2. Adding custom packet-extraction blocks to the eFPGA allows it to handle 400-Gb/s packet traffic, which wouldn’t be otherwise possible without extremely wide (1024-bit or 2048-bit) buses, if at all.
Use of custom eFPGA blocks allows you to realize the kind of performance that today’s standalone FPGAs simply cannot attain.
FPGA design implementations are fundamentally inefficient compared to ASIC implementations, by a factor of 10X or more. That’s simply the engineering tradeoff you make in exchange for the FPGA’s programmability and flexibility. Embedding an eFPGA infuses an ASIC with that same sort of programmability and flexibility, but you certainly don’t want to give up all of the efficiency you get from designing an ASIC in the first place.
Custom blocks allow you to better exploit an eFPGA’s flexibility where you really need it, while reducing the other portions of your design—the parts that will not change—to more efficient but unchanging ASIC gates. By using some of these ASIC gates to implement functions as custom blocks within the eFPGA’s fabric, you can get the speed you need where you need it and still achieve the eFPGA’s flexibility and programmability where it really matters.

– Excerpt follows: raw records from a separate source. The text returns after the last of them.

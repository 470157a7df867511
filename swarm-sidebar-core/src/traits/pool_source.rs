//! Pool list data source abstract Trait

use async_trait::async_trait;

use crate::error::CoreResult;
use crate::types::Pool;

/// Pool 数据源 Trait
///
/// Platform implementation:
/// - TUI: `HttpPoolSource` (reqwest, `GET {api}/pools`)
/// - Tests: `MockPoolSource`
#[async_trait]
pub trait PoolSource: Send + Sync {
    /// Get the current pool list, in backend order
    async fn get_pools(&self) -> CoreResult<Vec<Pool>>;
}
//! 页面

pub mod faq;
pub mod home;
pub mod pools;
pub mod settings;
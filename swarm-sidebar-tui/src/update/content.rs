//! 内容面板消息处理

use crate::i18n::{self, t};
use crate::message::ContentMessage;
use crate::model::{App, FocusPanel, Page, SettingItem};

use super::{menu_mode_name, navigate, set_menu_mode};

pub fn update(app: &mut App, msg: ContentMessage) {
    match msg {
        ContentMessage::SelectPrevious => handle_select_previous(app),
        ContentMessage::SelectNext => handle_select_next(app),
        ContentMessage::Confirm => handle_confirm(app),
        ContentMessage::TogglePrev => handle_toggle(app, false),
        ContentMessage::ToggleNext => handle_toggle(app, true),
        ContentMessage::Click => focus_content(app),
    }
}

/// 焦点移到内容区域（相当于点击菜单以外的布局区域）
///
/// 横向 / 浮层模式下会向菜单广播重置，收起所有层级
pub fn focus_content(app: &mut App) {
    app.focus = FocusPanel::Content;
    if app.layout.reset_collapses() {
        app.layout.reset_menu = true;
    }
    app.layout.menu_hover_active = false;
    app.close_menu();
}

fn handle_select_previous(app: &mut App) {
    match app.current_page {
        Page::AllPools => {
            app.pools_cursor = app.pools_cursor.saturating_sub(1);
        }
        Page::Settings => {
            app.settings.select_previous();
        }
        _ => {}
    }
}

fn handle_select_next(app: &mut App) {
    match app.current_page {
        Page::AllPools => {
            if app.pools_cursor + 1 < app.core.pools().len() {
                app.pools_cursor += 1;
            }
        }
        Page::Settings => {
            app.settings.select_next();
        }
        _ => {}
    }
}

fn handle_confirm(app: &mut App) {
    match app.current_page {
        Page::AllPools => {
            if let Some(pool) = app.core.pools().get(app.pools_cursor) {
                let page = Page::Pool {
                    id: pool.id.clone(),
                };
                navigate(app, page);
            }
        }
        Page::Settings => handle_toggle(app, true),
        _ => {}
    }
}

fn handle_toggle(app: &mut App, forward: bool) {
    if app.current_page != Page::Settings {
        return;
    }
    match app.settings.current_item() {
        Some(SettingItem::MenuMode) => {
            let mode = if forward {
                app.layout.menu_mode.next()
            } else {
                app.layout.menu_mode.prev()
            };
            set_menu_mode(app, mode);
        }
        Some(SettingItem::Language) => {
            let language = if forward {
                app.settings.language.next()
            } else {
                app.settings.language.prev()
            };
            app.settings.language = language;
            i18n::set_language(language);
            log::info!("Language switched to {}", language.code());
            app.set_status(format!(
                "{}: {}",
                t().status_bar.language_changed,
                language.display_name()
            ));
        }
        None => {}
    }
}
#[cfg(test)]
mod tests {
    use super::*;

    fn violation(user: u64, rule_id: &str) -> ViolationRecord {
        ViolationRecord {
            user_id: UserId(user),
            rule_id: rule_id.to_string(),
            punishment: "warning".to_string(),
            duration_minutes: None,
            fine: 5000,
            details: "Warning + $5,000 fine".to_string(),
            issued_by: UserId(99),
            issued_at: Utc::now(),
            expires_at: None,
        }
    }

    #[tokio::test]
    async fn violation_count_is_per_user_and_rule_and_ignores_expiry() {
        let db = CommunityDb::open_in_memory().unwrap();
        let mut expired = violation(1, "GR001");
        expired.expires_at = Some(Utc::now() - chrono::Duration::days(30));
        db.log_violation(&expired).await.unwrap();
        db.log_violation(&violation(1, "GR001")).await.unwrap();
        db.log_violation(&violation(1, "GR002")).await.unwrap();
        db.log_violation(&violation(2, "GR001")).await.unwrap();

        assert_eq!(db.count_violations(UserId(1), "GR001").await.unwrap(), 2);
        assert_eq!(db.count_violations(UserId(1), "GR002").await.unwrap(), 1);
        assert_eq!(db.count_violations(UserId(3), "GR001").await.unwrap(), 0);
    }

    #[tokio::test]
    async fn warnings_expire_once() {
        let db = CommunityDb::open_in_memory().unwrap();
        let now = Utc::now();
        db.add_warning(UserId(1), UserId(9), "spam", None, now - chrono::Duration::days(40), 30)
            .await
            .unwrap();
        db.add_warning(UserId(2), UserId(9), "spam", None, now, 30)
            .await
            .unwrap();

        assert_eq!(db.expire_warnings(now).await.unwrap(), 1);
        assert_eq!(db.expire_warnings(now).await.unwrap(), 0);
    }

    #[tokio::test]
    async fn ticket_round_trip_and_counter_seed() {
        let db = CommunityDb::open_in_memory().unwrap();
        let ticket = Ticket::sample("TKT-0007", 42, 1000);
        db.insert_ticket(&ticket).await.unwrap();

        let active = db.active_tickets().await.unwrap();
        assert_eq!(active.len(), 1);
        assert_eq!(active[0].id, "TKT-0007");
        assert_eq!(active[0].user_id, UserId(42));
        assert_eq!(db.max_ticket_number().await.unwrap(), 7);

        let mut closed = ticket;
        closed.status = TicketStatus::Closed;
        closed.closed_at = Some(Utc::now());
        closed.closed_by = Some(UserId(9));
        closed.close_reason = Some("Resolved".to_string());
        db.close_ticket(&closed).await.unwrap();
        assert!(db.active_tickets().await.unwrap().is_empty());
    }

    #[tokio::test]
    async fn retention_cleanup_removes_old_closed_tickets() {
        let db = CommunityDb::open_in_memory().unwrap();
        let now = Utc::now();
        let ticket = Ticket::sample("TKT-0001", 1, 1000);
        db.insert_ticket(&ticket).await.unwrap();
        let mut closed = ticket;
        closed.status = TicketStatus::Closed;
        closed.closed_at = Some(now - chrono::Duration::days(120));
        db.close_ticket(&closed).await.unwrap();

        assert_eq!(db.cleanup_old_records(now, 90).await.unwrap(), 1);
        assert_eq!(db.cleanup_old_records(now, 90).await.unwrap(), 0);
    }
}
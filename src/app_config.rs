use anyhow::{Context as _, Result};
use config::Config;
use serenity::model::id::{ChannelId, GuildId, RoleId};

/// Guild, channel and role ids the bot operates on
#[derive(Debug, Default, serde::Deserialize, PartialEq, Clone)]
pub struct DiscordConfig {
    /// Guild the bot manages
    pub guild_id: GuildId,
    /// Category channel that ticket channels are created under
    pub tickets_category_id: ChannelId,
    /// Channel announcements are posted to
    pub announcements_channel_id: ChannelId,
    /// Channel ticket transcripts are archived to
    pub ticket_logs_channel_id: ChannelId,
    /// Channel staff action notifications are posted to
    pub staff_logs_channel_id: ChannelId,
    /// Admin role
    pub admin_role_id: RoleId,
    /// Senior staff role
    pub senior_staff_role_id: RoleId,
    /// Staff role
    pub staff_role_id: RoleId,
    /// Moderator role
    pub moderator_role_id: RoleId,
    /// Helper role
    pub helper_role_id: RoleId,
    /// IANA timezone used when rendering timestamps (e.g. "Asia/Karachi")
    #[serde(default = "default_timezone")]
    pub display_timezone: String,
}

fn default_timezone() -> String {
    "UTC".to_string()
}

/// Ticket lifecycle tunables
#[derive(Debug, serde::Deserialize, PartialEq, Clone)]
pub struct TicketConfig {
    /// Hours of inactivity before a ticket is auto-closed
    #[serde(default = "default_auto_close_hours")]
    pub auto_close_hours: i64,
    /// Minutes between inactivity sweeps
    #[serde(default = "default_sweep_interval_minutes")]
    pub sweep_interval_minutes: u64,
    /// Open tickets a single user may hold at once
    #[serde(default = "default_max_open_per_user")]
    pub max_open_per_user: usize,
    /// Directory transcripts are written to
    #[serde(default = "default_transcript_dir")]
    pub transcript_dir: String,
}

fn default_auto_close_hours() -> i64 {
    72
}

fn default_sweep_interval_minutes() -> u64 {
    30
}

fn default_max_open_per_user() -> usize {
    3
}

fn default_transcript_dir() -> String {
    "transcripts".to_string()
}

impl Default for TicketConfig {
    fn default() -> Self {
        TicketConfig {
            auto_close_hours: default_auto_close_hours(),
            sweep_interval_minutes: default_sweep_interval_minutes(),
            max_open_per_user: default_max_open_per_user(),
            transcript_dir: default_transcript_dir(),
        }
    }
}

/// Rule database tunables
#[derive(Debug, serde::Deserialize, PartialEq, Clone)]
pub struct RuleConfig {
    /// Maximum results returned by a rule search
    #[serde(default = "default_search_limit")]
    pub search_limit: usize,
    /// Directory the rule and category JSON files live in
    #[serde(default = "default_rule_dir")]
    pub data_dir: String,
}

fn default_search_limit() -> usize {
    15
}

fn default_rule_dir() -> String {
    "rule_database".to_string()
}

impl Default for RuleConfig {
    fn default() -> Self {
        RuleConfig {
            search_limit: default_search_limit(),
            data_dir: default_rule_dir(),
        }
    }
}

/// Announcement tunables
#[derive(Debug, serde::Deserialize, PartialEq, Clone)]
pub struct AnnouncementConfig {
    /// Minutes a staff member must wait between announcements
    #[serde(default = "default_announcement_cooldown")]
    pub cooldown_minutes: i64,
    /// Maximum announcement body length
    #[serde(default = "default_announcement_length")]
    pub max_length: usize,
}

fn default_announcement_cooldown() -> i64 {
    30
}

fn default_announcement_length() -> usize {
    2000
}

impl Default for AnnouncementConfig {
    fn default() -> Self {
        AnnouncementConfig {
            cooldown_minutes: default_announcement_cooldown(),
            max_length: default_announcement_length(),
        }
    }
}

/// Periodic maintenance tunables
#[derive(Debug, serde::Deserialize, PartialEq, Clone)]
pub struct AutomationConfig {
    /// Hours between database backups
    #[serde(default = "default_backup_interval_hours")]
    pub backup_interval_hours: u64,
    /// Minutes between warning/violation expiry sweeps
    #[serde(default = "default_expiry_sweep_minutes")]
    pub expiry_sweep_minutes: u64,
    /// Days closed tickets and action logs are retained
    #[serde(default = "default_retention_days")]
    pub log_retention_days: i64,
}

fn default_backup_interval_hours() -> u64 {
    6
}

fn default_expiry_sweep_minutes() -> u64 {
    60
}

fn default_retention_days() -> i64 {
    90
}

impl Default for AutomationConfig {
    fn default() -> Self {
        AutomationConfig {
            backup_interval_hours: default_backup_interval_hours(),
            expiry_sweep_minutes: default_expiry_sweep_minutes(),
            log_retention_days: default_retention_days(),
        }
    }
}

/// SQLite store location
#[derive(Debug, serde::Deserialize, PartialEq, Clone)]
pub struct DatabaseConfig {
    /// Directory the database file and backups live in
    #[serde(default = "default_database_dir")]
    pub dir: String,
}

fn default_database_dir() -> String {
    "database".to_string()
}

impl Default for DatabaseConfig {
    fn default() -> Self {
        DatabaseConfig {
            dir: default_database_dir(),
        }
    }
}

/// Application configuration
#[derive(Debug, Default, serde::Deserialize, PartialEq, Clone)]
pub struct AppConfig {
    /// Discord ids
    pub discord: DiscordConfig,
    /// Ticket lifecycle settings
    #[serde(default)]
    pub tickets: TicketConfig,
    /// Rule database settings
    #[serde(default)]
    pub rules: RuleConfig,
    /// Announcement settings
    #[serde(default)]
    pub announcements: AnnouncementConfig,
    /// Automation settings
    #[serde(default)]
    pub automation: AutomationConfig,
    /// Database settings
    #[serde(default)]
    pub database: DatabaseConfig,
}

impl AppConfig {
    /// Load configuration from `config.toml` and `APP_`-prefixed environment variables
    pub fn load_config() -> Result<AppConfig> {
        let config = Config::builder()
            // Add in `./config.toml`
            .add_source(config::File::with_name("config.toml"))
            // Add in settings from the environment (with a prefix of APP)
            // Eg.. `APP_DEBUG=1 ./target/app` would set the `debug` key
            .add_source(config::Environment::with_prefix("APP").separator("__"))
            .build()?;
        let app_config = config
            .try_deserialize::<AppConfig>()
            .context("failed to parse configuration file")?;
        Ok(app_config)
    }
}
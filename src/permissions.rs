use serenity::model::id::RoleId;

use crate::app_config::DiscordConfig;
use crate::punishment::Punishment;

/// Staff hierarchy, ordered from lowest to highest authority
#[derive(
    Debug, Clone, Copy, PartialEq, Eq, PartialOrd, Ord, serde::Serialize, serde::Deserialize,
)]
#[serde(rename_all = "snake_case")]
pub enum StaffRank {
    Member,
    Helper,
    Moderator,
    Staff,
    SeniorStaff,
    Admin,
}

impl StaffRank {
    /// Human readable label
    pub fn display(&self) -> &'static str {
        match self {
            StaffRank::Member => "Member",
            StaffRank::Helper => "Helper",
            StaffRank::Moderator => "Moderator",
            StaffRank::Staff => "Staff",
            StaffRank::SeniorStaff => "Senior Staff",
            StaffRank::Admin => "Administrator",
        }
    }
}

/// Resolves a member's role set against the configured staff roles
pub struct Permissions {
    admin_role: RoleId,
    senior_staff_role: RoleId,
    staff_role: RoleId,
    moderator_role: RoleId,
    helper_role: RoleId,
}

impl Permissions {
    pub fn new(discord: &DiscordConfig) -> Permissions {
        Permissions {
            admin_role: discord.admin_role_id,
            senior_staff_role: discord.senior_staff_role_id,
            staff_role: discord.staff_role_id,
            moderator_role: discord.moderator_role_id,
            helper_role: discord.helper_role_id,
        }
    }

    /// Highest rank granted by the member's roles
    pub fn rank_of(&self, roles: &[RoleId]) -> StaffRank {
        let grants = [
            (self.admin_role, StaffRank::Admin),
            (self.senior_staff_role, StaffRank::SeniorStaff),
            (self.staff_role, StaffRank::Staff),
            (self.moderator_role, StaffRank::Moderator),
            (self.helper_role, StaffRank::Helper),
        ];
        grants
            .iter()
            .filter(|(role, _)| roles.contains(role))
            .map(|(_, rank)| *rank)
            .max()
            .unwrap_or(StaffRank::Member)
    }

    pub fn is_staff(&self, roles: &[RoleId]) -> bool {
        self.rank_of(roles) >= StaffRank::Helper
    }

    pub fn can_manage_tickets(&self, roles: &[RoleId]) -> bool {
        self.rank_of(roles) >= StaffRank::Helper
    }

    pub fn can_close_tickets(&self, roles: &[RoleId]) -> bool {
        self.rank_of(roles) >= StaffRank::Staff
    }

    pub fn can_manage_rules(&self, roles: &[RoleId]) -> bool {
        self.rank_of(roles) >= StaffRank::Admin
    }

    pub fn can_announce(&self, roles: &[RoleId]) -> bool {
        self.rank_of(roles) >= StaffRank::Admin
    }

    /// Minimum rank allowed to issue a punishment of the given kind
    pub fn required_rank(punishment: &Punishment) -> StaffRank {
        match punishment {
            Punishment::Warning { .. } => StaffRank::Helper,
            Punishment::Mute { .. }
            | Punishment::Kick { .. }
            | Punishment::Fine { .. }
            | Punishment::VehicleImpound { .. } => StaffRank::Moderator,
            Punishment::TempBan { .. } => StaffRank::Staff,
            Punishment::PermBan => StaffRank::SeniorStaff,
        }
    }

    /// Whether `staff_roles` may issue `punishment` against `target_roles`.
    ///
    /// Staff cannot punish members of equal or higher rank.
    pub fn can_punish(
        &self,
        staff_roles: &[RoleId],
        target_roles: &[RoleId],
        punishment: &Punishment,
    ) -> Result<(), String> {
        let staff_rank = self.rank_of(staff_roles);
        let required = Self::required_rank(punishment);
        if staff_rank < required {
            return Err(format!(
                "issuing a {} requires {} or higher",
                punishment.display(),
                required.display()
            ));
        }
        let target_rank = self.rank_of(target_roles);
        if target_rank >= staff_rank {
            return Err("you cannot punish staff of equal or higher rank".to_string());
        }
        Ok(())
    }
}

#[cfg(test)]
mod tests {
    use super::*;

    fn permissions() -> Permissions {
        Permissions {
            admin_role: RoleId(1),
            senior_staff_role: RoleId(2),
            staff_role: RoleId(3),
            moderator_role: RoleId(4),
            helper_role: RoleId(5),
        }
    }

    #[test]
    fn highest_granted_rank_wins() {
        let perms = permissions();
        assert_eq!(perms.rank_of(&[]), StaffRank::Member);
        assert_eq!(perms.rank_of(&[RoleId(5)]), StaffRank::Helper);
        assert_eq!(perms.rank_of(&[RoleId(5), RoleId(3)]), StaffRank::Staff);
        assert_eq!(perms.rank_of(&[RoleId(9), RoleId(1)]), StaffRank::Admin);
    }

    #[test]
    fn punishment_minimum_ranks() {
        let perms = permissions();
        let mute = Punishment::Mute {
            duration_minutes: 60,
            fine: 0,
        };
        // helper may warn but not mute
        assert!(perms
            .can_punish(&[RoleId(5)], &[], &Punishment::Warning { fine: 0 })
            .is_ok());
        assert!(perms.can_punish(&[RoleId(5)], &[], &mute).is_err());
        assert!(perms.can_punish(&[RoleId(4)], &[], &mute).is_ok());
        assert!(perms
            .can_punish(&[RoleId(3)], &[], &Punishment::PermBan)
            .is_err());
        assert!(perms
            .can_punish(&[RoleId(2)], &[], &Punishment::PermBan)
            .is_ok());
    }

    #[test]
    fn cannot_punish_equal_or_higher_rank() {
        let perms = permissions();
        let warning = Punishment::Warning { fine: 0 };
        assert!(perms.can_punish(&[RoleId(4)], &[RoleId(4)], &warning).is_err());
        assert!(perms.can_punish(&[RoleId(4)], &[RoleId(1)], &warning).is_err());
        assert!(perms.can_punish(&[RoleId(1)], &[RoleId(4)], &warning).is_ok());
    }
}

FPGA vs. eFPGA: The Real Differences
If you look at the die photo of a standalone, packaged FPGA, you’ll see that the FPGA core (the LUTs, memories, and DSPs) consumes only about half of the total die area. The other half is dedicated to the FPGA’s programmable I/O circuitry.
In the packaged FPGA domain, the programmable I/O is the real secret sauce. A packaged FPGA’s programmable I/O circuitry allows system designers to connect the FPGA to almost any other device, including microprocessors, memory, ASICs, and even other packaged FPGAs. That’s why an appropriate amount of a packaged FPGA’s die area is allocated to I/O. An eFPGA doesn’t have or need the programmable I/O of a packaged FPGA, because it’s connected directly to other on-chip blocks.
In addition to the extra area absorbed by the on-chip programmable I/O in a packaged FPGA, the programmable I/O circuitry consumes a large chunk of the packaged FPGA’s total power. Like the extra die area, the extra power consumed by the programmable I/O circuitry is also absent when using an eFPGA.
Next, there’s the hardware “shell.” Many FPGA-based hardware accelerator designs have a standard hardware shell, which is the portion of the design, usually the system interface, which doesn’t change from one design iteration to the next. For example, a hardware accelerator’s processor interface generally will not change from one generation or one design to the next. Only the functions inside of the shell change. Consequently, the shell needn’t be, and shouldn’t be, implemented within the programmable eFPGA because the flexibility isn’t needed. Implementing shell functions with ASIC gates improves performance and shrinks die area.
The net result is that custom blocks designed into your eFPGA could require as little as one-sixth the die area that would be needed when implementing the same function in a standalone, packaged FPGA (Fig. 3).
3. Using custom eFPGA blocks, eliminating the programmable I/O used in packaged FPGAs, and hardening shell functions in the ASIC can cut the size of the eFPGA block to less than one-sixth of the die area required by a packaged FPGA.
In summary, the option to add custom blocks to an eFPGA design is critical to the efficient use of an ASIC’s die area and to achieving performance goals while retaining the desired flexibility through hardware programmability.
Steve Mensor is Vice President of Marketing at Achronix Semiconductor Corp.